use std::sync::{Arc, OnceLock};

use async_trait::async_trait;
use axum::{
    body::{to_bytes, Body},
    http::{header, Method, Request},
};
use time::macros::datetime;
use tokio::sync::{Mutex, OwnedMutexGuard};

use crate::core::{config::Settings, state::AppState};
use crate::domain::{
    Assignee, Assignment, CustomGradeStatus, DifferentiationTag, GradeableRow, GradingType,
    Section, StudentAssignee, SubmissionRecord,
};
use crate::repositories::{GradeableSource, SourceError};

pub(crate) const FIXTURE_COURSE_ID: i64 = 1;
pub(crate) const FIXTURE_ASSIGNMENT_ID: i64 = 10;

pub(crate) async fn env_lock() -> OwnedMutexGuard<()> {
    static LOCK: OnceLock<Arc<Mutex<()>>> = OnceLock::new();
    let lock = LOCK.get_or_init(|| Arc::new(Mutex::new(()))).clone();
    lock.lock_owned().await
}

pub(crate) fn set_test_env() {
    std::env::set_var("ROSTER_ENV", "test");
    std::env::set_var("ROSTER_STRICT_CONFIG", "0");
    std::env::set_var("PROMETHEUS_ENABLED", "0");
    for key in [
        "ENVIRONMENT",
        "ROSTER_HOST",
        "ROSTER_PORT",
        "ROSTER_DATA_ROOT",
        "API_V1_STR",
        "PROJECT_NAME",
        "BACKEND_CORS_ORIGINS",
        "ANONYMOUS_SHUFFLE_SEED",
        "GRADE_DECIMAL_PLACES",
        "SEARCH_CASE_INSENSITIVE",
        "MAX_DERIVE_ROWS",
    ] {
        std::env::remove_var(key);
    }
}

fn student(id: i64, name: &str, sortable_name: &str, section_ids: &[i64]) -> Assignee {
    Assignee::Student(StudentAssignee {
        id,
        name: name.to_string(),
        sortable_name: Some(sortable_name.to_string()),
        avatar_url: None,
        is_fake_student: false,
        section_ids: section_ids.to_vec(),
    })
}

fn graded(id: i64, score: f64) -> SubmissionRecord {
    SubmissionRecord {
        id,
        attempt: 1,
        grade: Some(format!("{score}")),
        score: Some(score),
        is_grade_matches_current_submission: true,
        posted_at: Some(datetime!(2025-01-05 12:00 UTC)),
        submitted_at: Some(datetime!(2025-01-02 09:00 UTC)),
        ..SubmissionRecord::default()
    }
}

/// Nine students covering every submission state, in a fixed input order.
pub(crate) fn fixture_roster() -> Vec<GradeableRow> {
    vec![
        GradeableRow {
            assignee: student(1, "Late Student", "Student, Late", &[100]),
            submission: Some(SubmissionRecord {
                id: 1,
                attempt: 1,
                late: true,
                submitted_at: Some(datetime!(2025-01-04 18:30 UTC)),
                ..SubmissionRecord::default()
            }),
        },
        GradeableRow {
            assignee: student(2, "On Time Student", "Student, On Time", &[100]),
            submission: Some(SubmissionRecord {
                id: 2,
                attempt: 1,
                submitted_at: Some(datetime!(2025-01-01 08:00 UTC)),
                ..SubmissionRecord::default()
            }),
        },
        GradeableRow {
            assignee: student(3, "Missing Student", "Student, Missing", &[200]),
            submission: Some(SubmissionRecord {
                id: 3,
                missing: true,
                ..SubmissionRecord::default()
            }),
        },
        GradeableRow {
            assignee: student(4, "Good Graded Student", "Student, Good Graded", &[200]),
            submission: Some(graded(4, 10.0)),
        },
        GradeableRow {
            assignee: student(5, "Bad Graded Student", "Student, Bad Graded", &[100]),
            submission: Some(graded(5, 0.0)),
        },
        GradeableRow {
            assignee: student(6, "Excused Student", "Student, Excused", &[]),
            submission: Some(SubmissionRecord {
                id: 6,
                attempt: 1,
                excused: true,
                grade: Some("EX".to_string()),
                is_grade_matches_current_submission: true,
                posted_at: Some(datetime!(2025-01-05 12:00 UTC)),
                ..SubmissionRecord::default()
            }),
        },
        GradeableRow {
            assignee: student(7, "Updated Grade Student", "Student, Updated Grade", &[200]),
            submission: Some(SubmissionRecord {
                is_grade_matches_current_submission: false,
                ..graded(7, 10.0)
            }),
        },
        GradeableRow {
            assignee: student(8, "Not Submitted Student", "Student, Not Submitted", &[100]),
            submission: None,
        },
        GradeableRow {
            assignee: student(9, "Custom Status Student", "Student, Custom Status", &[200]),
            submission: Some(SubmissionRecord {
                id: 9,
                attempt: 1,
                custom_grade_status_id: Some(1),
                is_grade_matches_current_submission: true,
                ..SubmissionRecord::default()
            }),
        },
    ]
}

/// Serves one fixed course and assignment from memory.
pub(crate) struct InMemorySource {
    course_id: i64,
    assignment: Assignment,
    rows: Vec<GradeableRow>,
    custom_grade_statuses: Vec<CustomGradeStatus>,
    sections: Vec<Section>,
    differentiation_tags: Vec<DifferentiationTag>,
}

impl InMemorySource {
    pub(crate) fn with_fixture_roster() -> Self {
        Self {
            course_id: FIXTURE_COURSE_ID,
            assignment: Assignment {
                id: FIXTURE_ASSIGNMENT_ID,
                name: "Fixture Assignment".to_string(),
                grading_type: GradingType::Points,
                anonymous_grading: false,
                points_possible: Some(10.0),
            },
            rows: fixture_roster(),
            custom_grade_statuses: vec![CustomGradeStatus {
                id: 1,
                name: "Custom Status 1".to_string(),
            }],
            sections: vec![
                Section { id: 100, name: "Morning".to_string() },
                Section { id: 200, name: "Evening".to_string() },
            ],
            differentiation_tags: vec![DifferentiationTag {
                id: "advanced".to_string(),
                name: "Advanced".to_string(),
                group_set_name: None,
                user_ids: vec![4, 5],
            }],
        }
    }

    fn check(&self, course_id: i64, assignment_id: Option<i64>) -> Result<(), SourceError> {
        let assignment_matches = assignment_id.map_or(true, |id| id == self.assignment.id);
        if course_id == self.course_id && assignment_matches {
            Ok(())
        } else {
            Err(SourceError::NotFound(format!("course {course_id}")))
        }
    }
}

#[async_trait]
impl GradeableSource for InMemorySource {
    async fn assignment(
        &self,
        course_id: i64,
        assignment_id: i64,
    ) -> Result<Assignment, SourceError> {
        self.check(course_id, Some(assignment_id))?;
        Ok(self.assignment.clone())
    }

    async fn gradeable_submissions(
        &self,
        course_id: i64,
        assignment_id: i64,
    ) -> Result<Vec<GradeableRow>, SourceError> {
        self.check(course_id, Some(assignment_id))?;
        Ok(self.rows.clone())
    }

    async fn custom_grade_statuses(
        &self,
        course_id: i64,
    ) -> Result<Vec<CustomGradeStatus>, SourceError> {
        self.check(course_id, None)?;
        Ok(self.custom_grade_statuses.clone())
    }

    async fn sections(&self, course_id: i64) -> Result<Vec<Section>, SourceError> {
        self.check(course_id, None)?;
        Ok(self.sections.clone())
    }

    async fn differentiation_tags(
        &self,
        course_id: i64,
    ) -> Result<Vec<DifferentiationTag>, SourceError> {
        self.check(course_id, None)?;
        Ok(self.differentiation_tags.clone())
    }
}

/// Every lookup reports a missing snapshot.
pub(crate) struct FailingSource;

#[async_trait]
impl GradeableSource for FailingSource {
    async fn assignment(&self, course_id: i64, _: i64) -> Result<Assignment, SourceError> {
        Err(SourceError::NotFound(format!("course {course_id}")))
    }

    async fn gradeable_submissions(
        &self,
        course_id: i64,
        _: i64,
    ) -> Result<Vec<GradeableRow>, SourceError> {
        Err(SourceError::NotFound(format!("course {course_id}")))
    }

    async fn custom_grade_statuses(
        &self,
        course_id: i64,
    ) -> Result<Vec<CustomGradeStatus>, SourceError> {
        Err(SourceError::NotFound(format!("course {course_id}")))
    }

    async fn sections(&self, course_id: i64) -> Result<Vec<Section>, SourceError> {
        Err(SourceError::NotFound(format!("course {course_id}")))
    }

    async fn differentiation_tags(
        &self,
        course_id: i64,
    ) -> Result<Vec<DifferentiationTag>, SourceError> {
        Err(SourceError::NotFound(format!("course {course_id}")))
    }

    async fn ping(&self) -> Result<(), SourceError> {
        Err(SourceError::NotFound("data root".to_string()))
    }
}

pub(crate) fn fixture_state(settings: Settings) -> AppState {
    AppState::new(settings, Arc::new(InMemorySource::with_fixture_roster()))
}

pub(crate) fn failing_state(settings: Settings) -> AppState {
    AppState::new(settings, Arc::new(FailingSource))
}

pub(crate) fn json_request(
    method: Method,
    uri: &str,
    body: Option<serde_json::Value>,
) -> Request<Body> {
    let builder = Request::builder().method(method).uri(uri);

    if let Some(body) = body {
        let bytes = serde_json::to_vec(&body).expect("serialize body");
        builder
            .header(header::CONTENT_TYPE, "application/json")
            .body(Body::from(bytes))
            .expect("request body")
    } else {
        builder.body(Body::empty()).expect("request body")
    }
}

pub(crate) async fn read_json(response: axum::response::Response<Body>) -> serde_json::Value {
    let body = to_bytes(response.into_body(), usize::MAX).await.expect("response body");
    serde_json::from_slice(&body).unwrap_or_else(|err| {
        let body_text = String::from_utf8_lossy(&body);
        panic!("json parse: {err}; body: {body_text}");
    })
}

Assignment = Find the string "struct" in the material above. Then copy each line that has it.

Output of the task =
pub(crate) struct InMemorySource {
pub(crate) struct FailingSource;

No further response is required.